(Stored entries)
++++++++++++++++++++

//! # Esquema de Tags IOB2
//!
//! Define o esquema de anotação **IOB2** (Beginning-Inside-Outside) usado
//! para rotular tokens a partir das menções do PubTator.
//!
//! - `B-TIPO`: Begin, primeiro token de uma menção
//! - `I-TIPO`: Inside, tokens subsequentes da mesma menção
//! - `O`: Outside, não pertence a nenhuma menção
//!
//! Diferente de esquemas com categorias fixas, os tipos do PubTator são
//! abertos (ex: "Disease", "Chemical", "T116"), por isso a categoria é uma
//! `String`.

use std::fmt;

use serde::{Deserialize, Serialize};

/// Tag IOB2 aplicada a um token.
#[derive(Debug, Clone, PartialEq, Eq, Hash, Serialize, Deserialize)]
#[serde(into = "String", try_from = "String")]
pub enum Tag {
    /// **Begin**: início de uma menção. Ex: **EG** (B-Gene) ##FR.
    Begin(String),
    /// **Inside**: continuação de uma menção. Ex: EG **##FR** (I-Gene).
    Inside(String),
    /// **Outside**: o token não faz parte de nenhuma menção.
    Outside,
}

impl Tag {
    /// Representação textual da tag (ex: "B-Gene", "I-Disease", "O")
    pub fn label(&self) -> String {
        match self {
            Tag::Begin(t) => format!("B-{}", t),
            Tag::Inside(t) => format!("I-{}", t),
            Tag::Outside => "O".to_string(),
        }
    }

    /// Retorna o tipo de entidade desta tag (se for B- ou I-)
    pub fn entity_type(&self) -> Option<&str> {
        match self {
            Tag::Begin(t) | Tag::Inside(t) => Some(t),
            Tag::Outside => None,
        }
    }

    pub fn is_outside(&self) -> bool {
        matches!(self, Tag::Outside)
    }

    /// Verifica se a transição prev → next é válida em IOB2
    ///
    /// - `I-X` só pode seguir `B-X` ou `I-X` (mesmo tipo)
    /// - `B-X` e `O` podem seguir qualquer tag
    pub fn is_valid_transition(prev: &Tag, next: &Tag) -> bool {
        match next {
            Tag::Inside(t) => match prev {
                Tag::Begin(p) | Tag::Inside(p) => p == t,
                Tag::Outside => false,
            },
            _ => true,
        }
    }

    /// Parseia uma tag a partir de string (ex: "B-Gene" → Begin("Gene")).
    /// O tipo pode conter hífens ("B-Gene-Or-Protein").
    pub fn from_label(s: &str) -> Option<Self> {
        if s == "O" {
            return Some(Tag::Outside);
        }
        let (prefix, entity_type) = s.split_once('-')?;
        if entity_type.is_empty() {
            return None;
        }
        match prefix {
            "B" => Some(Tag::Begin(entity_type.to_string())),
            "I" => Some(Tag::Inside(entity_type.to_string())),
            _ => None,
        }
    }
}

impl fmt::Display for Tag {
    fn fmt(&self, f: &mut fmt::Formatter<'_>) -> fmt::Result {
        write!(f, "{}", self.label())
    }
}

impl From<Tag> for String {
    fn from(tag: Tag) -> Self {
        tag.label()
    }
}

impl TryFrom<String> for Tag {
    type Error = String;

    fn try_from(s: String) -> Result<Self, Self::Error> {
        Tag::from_label(&s).ok_or_else(|| format!("invalid IOB2 tag '{}'", s))
    }
}

/// Verifica se uma sequência inteira respeita IOB2 (nenhum `I-X` órfão).
pub fn is_well_formed(tags: &[Tag]) -> bool {
    let mut prev = Tag::Outside;
    for tag in tags {
        if !Tag::is_valid_transition(&prev, tag) {
            return false;
        }
        prev = tag.clone();
    }
    true
}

++++++++++++++++++++

> _Assignment_: The answer is the records above restated word for word from their opening line through the line that holds "pub fn is_outside(&self)", both included, and nothing else.

> _Written answer_:
//! # Esquema de Tags IOB2
//!
//! Define o esquema de anotação **IOB2** (Beginning-Inside-Outside) usado
//! para rotular tokens a partir das menções do PubTator.
//!
//! - `B-TIPO`: Begin, primeiro token de uma menção
//! - `I-TIPO`: Inside, tokens subsequentes da mesma menção
//! - `O`: Outside, não pertence a nenhuma menção
//!
//! Diferente de esquemas com categorias fixas, os tipos do PubTator são
//! abertos (ex: "Disease", "Chemical", "T116"), por isso a categoria é uma
//! `String`.

use std::fmt;

use serde::{Deserialize, Serialize};

/// Tag IOB2 aplicada a um token.
#[derive(Debug, Clone, PartialEq, Eq, Hash, Serialize, Deserialize)]
#[serde(into = "String", try_from = "String")]
pub enum Tag {
    /// **Begin**: início de uma menção. Ex: **EG** (B-Gene) ##FR.
    Begin(String),
    /// **Inside**: continuação de uma menção. Ex: EG **##FR** (I-Gene).
    Inside(String),
    /// **Outside**: o token não faz parte de nenhuma menção.
    Outside,
}

impl Tag {
    /// Representação textual da tag (ex: "B-Gene", "I-Disease", "O")
    pub fn label(&self) -> String {
        match self {
            Tag::Begin(t) => format!("B-{}", t),
            Tag::Inside(t) => format!("I-{}", t),
            Tag::Outside => "O".to_string(),
        }
    }

    /// Retorna o tipo de entidade desta tag (se for B- ou I-)
    pub fn entity_type(&self) -> Option<&str> {
        match self {
            Tag::Begin(t) | Tag::Inside(t) => Some(t),
            Tag::Outside => None,
        }
    }

    pub fn is_outside(&self) -> bool {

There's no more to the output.